*What you need to do*. Begin at the line containing "#[cfg(test)]" in the data below and go on through the line containing "assert_eq!(config.security.max_requests_per_minute, 10);", repeating each line exactly; include both ends and no other line.

*Stored data entries*.
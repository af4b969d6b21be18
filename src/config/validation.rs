//! Configuration validation.
//!
//! # Responsibilities
//! - Semantic validation (serde handles syntactic)
//! - Validate value ranges (rate limit > 0, retention >= 1)
//! - Check that trust-boundary settings are coherent
//!
//! # Design Decisions
//! - Returns all validation errors, not just first
//! - Validation is pure: HelperConfig -> Result<(), Vec<ValidationError>>
//! - Runs before config is accepted into the system

use std::fmt;
use std::path::Path;

use crate::config::schema::HelperConfig;

/// A single semantic validation failure, pointing at the offending field.
#[derive(Debug, Clone, PartialEq, Eq)]
pub struct ValidationError {
    /// Dotted path of the config field.
    pub field: String,
    /// What is wrong with it.
    pub message: String,
}

impl ValidationError {
    fn new(field: &str, message: impl Into<String>) -> Self {
        Self {
            field: field.to_string(),
            message: message.into(),
        }
    }
}

impl fmt::Display for ValidationError {
    fn fmt(&self, f: &mut fmt::Formatter<'_>) -> fmt::Result {
        write!(f, "{}: {}", self.field, self.message)
    }
}

const LOG_LEVELS: &[&str] = &["trace", "debug", "info", "warn", "error"];

/// Validate a loaded configuration, collecting every error.
pub fn validate_config(config: &HelperConfig) -> Result<(), Vec<ValidationError>> {
    let mut errors = Vec::new();

    if !Path::new(&config.listener.socket_path).is_absolute() {
        errors.push(ValidationError::new(
            "listener.socket_path",
            "must be an absolute path",
        ));
    }
    if config.listener.service_name.is_empty() {
        errors.push(ValidationError::new(
            "listener.service_name",
            "must not be empty",
        ));
    }

    if !Path::new(&config.hosts.hosts_path).is_absolute() {
        errors.push(ValidationError::new(
            "hosts.hosts_path",
            "must be an absolute path",
        ));
    }

    if config.security.max_requests_per_minute == 0 {
        errors.push(ValidationError::new(
            "security.max_requests_per_minute",
            "must be greater than zero",
        ));
    }
    if config.security.blacklist_duration_secs == 0 {
        errors.push(ValidationError::new(
            "security.blacklist_duration_secs",
            "must be greater than zero",
        ));
    }
    if config.security.allowed_operations.is_empty() {
        errors.push(ValidationError::new(
            "security.allowed_operations",
            "must list at least one operation",
        ));
    }
    if config.security.max_host_entries == 0 {
        errors.push(ValidationError::new(
            "security.max_host_entries",
            "must be greater than zero",
        ));
    }

    if !Path::new(&config.backup.backup_dir).is_absolute() {
        errors.push(ValidationError::new(
            "backup.backup_dir",
            "must be an absolute path",
        ));
    }
    if config.backup.max_backups == 0 {
        errors.push(ValidationError::new(
            "backup.max_backups",
            "must keep at least one backup",
        ));
    }

    if !Path::new(&config.audit.log_path).is_absolute() {
        errors.push(ValidationError::new(
            "audit.log_path",
            "must be an absolute path",
        ));
    }

    if !LOG_LEVELS.contains(&config.observability.log_level.as_str()) {
        errors.push(ValidationError::new(
            "observability.log_level",
            format!(
                "unknown level {:?}, expected one of {}",
                config.observability.log_level,
                LOG_LEVELS.join(", ")
            ),
        ));
    }

    if errors.is_empty() {
        Ok(())
    } else {
        Err(errors)
    }
}
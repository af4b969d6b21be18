//! Trust-boundary enforcement subsystem.
//!
//! # Data Flow
//! ```text
//! Inbound request:
//!     → validator.rs (structural checks, timestamp freshness)
//!     → reputation.rs (blacklist / whitelist)
//!     → rate_limit.rs (per-client sliding window)
//!     → operation allow-list
//!     → sanitize.rs (IPs, hostnames, paths, bulk entries)
//!     → Pass to dispatch
//! ```
//!
//! # Design Decisions
//! - Checks run strictly in order and short-circuit on first failure
//! - Every rejection emits a SecurityViolation and an audit record
//! - Fail closed: unknown operations and malformed parameters are rejected
//! - No trust in client input

pub mod rate_limit;
pub mod reputation;
pub mod sanitize;
pub mod validator;

use chrono::{DateTime, Utc};
use serde::Serialize;
use thiserror::Error;

pub use rate_limit::RateLimiter;
pub use reputation::ReputationStore;
pub use validator::{RequestValidator, SecurityStats};

/// Rejection reasons surfaced by the validation pipeline.
#[derive(Debug, Clone, PartialEq, Eq, Error)]
pub enum SecurityError {
    /// Malformed or missing fields, oversized batches, invalid parameters.
    #[error("{0}")]
    ValidationFailed(String),

    /// Client is on the blacklist and the entry has not expired.
    #[error("client is blacklisted")]
    ClientBlacklisted,

    /// Too many requests inside the sliding window.
    #[error("rate limit exceeded")]
    RateLimitExceeded,

    /// Operation is not on the allow-list.
    #[error("operation not allowed: {0}")]
    OperationNotAllowed(String),

    /// Request timestamp outside the accepted freshness window.
    #[error("{0}")]
    RequestExpired(String),

    /// Catch-all permission rejection.
    #[error("{0}")]
    PermissionDenied(String),
}

impl SecurityError {
    /// Stable symbolic code for the wire and the audit trail.
    pub fn code(&self) -> &'static str {
        match self {
            SecurityError::ValidationFailed(_) => "VALIDATION_FAILED",
            SecurityError::ClientBlacklisted => "CLIENT_BLACKLISTED",
            SecurityError::RateLimitExceeded => "RATE_LIMIT_EXCEEDED",
            SecurityError::OperationNotAllowed(_) => "OPERATION_NOT_ALLOWED",
            SecurityError::RequestExpired(_) => "REQUEST_EXPIRED",
            SecurityError::PermissionDenied(_) => "PERMISSION_DENIED",
        }
    }
}

/// Severity attached to a recorded violation.
#[derive(Debug, Clone, Copy, PartialEq, Eq, Serialize)]
#[serde(rename_all = "lowercase")]
pub enum Severity {
    Low,
    Medium,
    High,
}

/// Append-only record of a rejected request. Never mutated after creation.
#[derive(Debug, Clone, Serialize)]
pub struct SecurityViolation {
    pub client_id: String,
    /// Which pipeline stage rejected the request.
    pub violation: String,
    pub operation: String,
    pub severity: Severity,
    pub description: String,
    pub timestamp: DateTime<Utc>,
}

impl SecurityViolation {
    pub fn new(
        client_id: &str,
        violation: &str,
        operation: &str,
        severity: Severity,
        description: String,
    ) -> Self {
        Self {
            client_id: client_id.to_string(),
            violation: violation.to_string(),
            operation: operation.to_string(),
            severity,
            description,
            timestamp: Utc::now(),
        }
    }
}
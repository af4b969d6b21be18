//! Configuration loading from disk.

use std::fs;
use std::path::Path;

use crate::config::schema::HelperConfig;
use crate::config::validation::{validate_config, ValidationError};

/// Error type for configuration loading.
#[derive(Debug)]
pub enum ConfigError {
    Io(std::io::Error),
    Parse(toml::de::Error),
    Validation(Vec<ValidationError>),
}

impl std::fmt::Display for ConfigError {
    fn fmt(&self, f: &mut std::fmt::Formatter<'_>) -> std::fmt::Result {
        match self {
            ConfigError::Io(e) => write!(f, "IO error: {}", e),
            ConfigError::Parse(e) => write!(f, "Parse error: {}", e),
            ConfigError::Validation(errors) => {
                write!(f, "Validation failed: ")?;
                for (i, err) in errors.iter().enumerate() {
                    if i > 0 {
                        write!(f, ", ")?;
                    }
                    write!(f, "{}", err)?;
                }
                Ok(())
            }
        }
    }
}

impl std::error::Error for ConfigError {}

/// Load and validate configuration from a TOML file.
pub fn load_config(path: &Path) -> Result<HelperConfig, ConfigError> {
    let content = fs::read_to_string(path).map_err(ConfigError::Io)?;
    let config: HelperConfig = toml::from_str(&content).map_err(ConfigError::Parse)?;

    validate_config(&config).map_err(ConfigError::Validation)?;

    Ok(config)
}

#[cfg(test)]
mod tests {
    use super::*;
    use std::io::Write;

    #[test]
    fn loads_partial_config_with_defaults() {
        let mut file = tempfile::NamedTempFile::new().unwrap();
        writeln!(
            file,
            "[security]\nmax_requests_per_minute = 10\n\n[backup]\nmax_backups = 3\n"
        )
        .unwrap();

        let config = load_config(file.path()).unwrap();
        assert_eq!(config.security.max_requests_per_minute, 10);
        assert_eq!(config.backup.max_backups, 3);
        assert_eq!(config.hosts.hosts_path, "/etc/hosts");
    }

    #[test]
    fn rejects_semantically_invalid_config() {
        let mut file = tempfile::NamedTempFile::new().unwrap();
        writeln!(file, "[security]\nmax_requests_per_minute = 0\n").unwrap();

        match load_config(file.path()) {
            Err(ConfigError::Validation(errors)) => assert_eq!(errors.len(), 1),
            other => panic!("expected validation error, got {:?}", other.map(|_| ())),
        }
    }
}
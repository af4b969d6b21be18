//! Append-only audit trail.
//!
//! # Design Decisions
//! - One record per call, written synchronously; no buffering or batching
//! - Callers audit immediately after the operation, before the response
//! - A failing sink is logged but never blocks the response

use std::collections::HashMap;
use std::fs::{self, File, OpenOptions};
use std::io::Write;
use std::path::{Path, PathBuf};
use std::sync::Mutex;

use chrono::{DateTime, Utc};
use serde::Serialize;
use serde_json::Value;

/// Outcome attached to each audit record.
#[derive(Debug, Clone, Copy, PartialEq, Eq, Serialize)]
#[serde(rename_all = "snake_case")]
pub enum AuditOutcome {
    Success,
    Failure,
}

/// One attempted operation, successful or not.
#[derive(Debug, Clone, Serialize)]
pub struct AuditRecord {
    pub timestamp: DateTime<Utc>,
    pub operation: String,
    pub client_id: String,
    pub outcome: AuditOutcome,

    #[serde(skip_serializing_if = "Option::is_none")]
    pub parameters: Option<HashMap<String, Value>>,

    #[serde(skip_serializing_if = "Option::is_none")]
    pub reason: Option<String>,
}

/// Abstract audit sink so the pipeline can be tested without a filesystem.
pub trait AuditSink: Send + Sync {
    fn log_success(&self, operation: &str, client_id: &str, parameters: &HashMap<String, Value>);
    fn log_failure(&self, operation: &str, client_id: &str, reason: &str);
}

/// File-backed sink appending one JSON line per record.
pub struct FileAuditSink {
    path: PathBuf,
    file: Mutex<File>,
}

impl FileAuditSink {
    /// Open (or create) the audit log for appending.
    pub fn open(path: impl AsRef<Path>) -> std::io::Result<Self> {
        let path = path.as_ref();
        if let Some(parent) = path.parent() {
            fs::create_dir_all(parent)?;
        }
        let file = OpenOptions::new().create(true).append(true).open(path)?;
        Ok(Self {
            path: path.to_path_buf(),
            file: Mutex::new(file),
        })
    }

    pub fn path(&self) -> &Path {
        &self.path
    }

    fn append(&self, record: &AuditRecord) {
        let line = match serde_json::to_string(record) {
            Ok(line) => line,
            Err(e) => {
                tracing::error!(error = %e, "failed to encode audit record");
                return;
            }
        };
        let mut file = self.file.lock().expect("audit file mutex poisoned");
        if let Err(e) = writeln!(file, "{}", line) {
            tracing::error!(path = %self.path.display(), error = %e, "failed to append audit record");
        }
    }
}

impl AuditSink for FileAuditSink {
    fn log_success(&self, operation: &str, client_id: &str, parameters: &HashMap<String, Value>) {
        self.append(&AuditRecord {
            timestamp: Utc::now(),
            operation: operation.to_string(),
            client_id: client_id.to_string(),
            outcome: AuditOutcome::Success,
            parameters: Some(parameters.clone()),
            reason: None,
        });
    }

    fn log_failure(&self, operation: &str, client_id: &str, reason: &str) {
        self.append(&AuditRecord {
            timestamp: Utc::now(),
            operation: operation.to_string(),
            client_id: client_id.to_string(),
            outcome: AuditOutcome::Failure,
            parameters: None,
            reason: Some(reason.to_string()),
        });
    }
}

/// In-memory sink for tests and dry runs.
#[derive(Default)]
pub struct MemoryAuditSink {
    records: Mutex<Vec<AuditRecord>>,
}

impl MemoryAuditSink {
    pub fn new() -> Self {
        Self::default()
    }

    /// Snapshot of everything recorded so far.
    pub fn records(&self) -> Vec<AuditRecord> {
        self.records
            .lock()
            .expect("audit records mutex poisoned")
            .clone()
    }
}

impl AuditSink for MemoryAuditSink {
    fn log_success(&self, operation: &str, client_id: &str, parameters: &HashMap<String, Value>) {
        self.records
            .lock()
            .expect("audit records mutex poisoned")
            .push(AuditRecord {
                timestamp: Utc::now(),
                operation: operation.to_string(),
                client_id: client_id.to_string(),
                outcome: AuditOutcome::Success,
                parameters: Some(parameters.clone()),
                reason: None,
            });
    }

    fn log_failure(&self, operation: &str, client_id: &str, reason: &str) {
        self.records
            .lock()
            .expect("audit records mutex poisoned")
            .push(AuditRecord {
                timestamp: Utc::now(),
                operation: operation.to_string(),
                client_id: client_id.to_string(),
                outcome: AuditOutcome::Failure,
                parameters: None,
                reason: Some(reason.to_string()),
            });
    }
}
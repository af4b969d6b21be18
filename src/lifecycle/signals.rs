//! OS signal handling.
//!
//! # Responsibilities
//! - Register signal handlers (SIGTERM, SIGINT)
//! - Translate signals to the internal shutdown event
//!
//! # Design Decisions
//! - Uses Tokio's signal handling (async-safe)
//! - Both signals mean the same thing for a small helper: stop accepting
//!   and exit cleanly

use std::sync::Arc;

use tokio::signal::unix::{signal, SignalKind};

use crate::lifecycle::shutdown::Shutdown;

/// Wait for SIGTERM or SIGINT and trigger shutdown.
///
/// Runs until the first signal arrives; callers spawn it once at startup.
pub async fn handle_signals(shutdown: Arc<Shutdown>) {
    let mut sigterm = match signal(SignalKind::terminate()) {
        Ok(s) => s,
        Err(e) => {
            tracing::error!(error = %e, "failed to register SIGTERM handler");
            return;
        }
    };
    let mut sigint = match signal(SignalKind::interrupt()) {
        Ok(s) => s,
        Err(e) => {
            tracing::error!(error = %e, "failed to register SIGINT handler");
            return;
        }
    };

    tokio::select! {
        _ = sigterm.recv() => {
            tracing::info!("SIGTERM received, shutting down");
        }
        _ = sigint.recv() => {
            tracing::info!("SIGINT received, shutting down");
        }
    }

    shutdown.trigger();
}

*Answer below*.
#[cfg(test)]
mod tests {
    use super::*;
    use std::io::Write;

    #[test]
    fn loads_partial_config_with_defaults() {
        let mut file = tempfile::NamedTempFile::new().unwrap();
        writeln!(
            file,
            "[security]\nmax_requests_per_minute = 10\n\n[backup]\nmax_backups = 3\n"
        )
        .unwrap();

        let config = load_config(file.path()).unwrap();
        assert_eq!(config.security.max_requests_per_minute, 10);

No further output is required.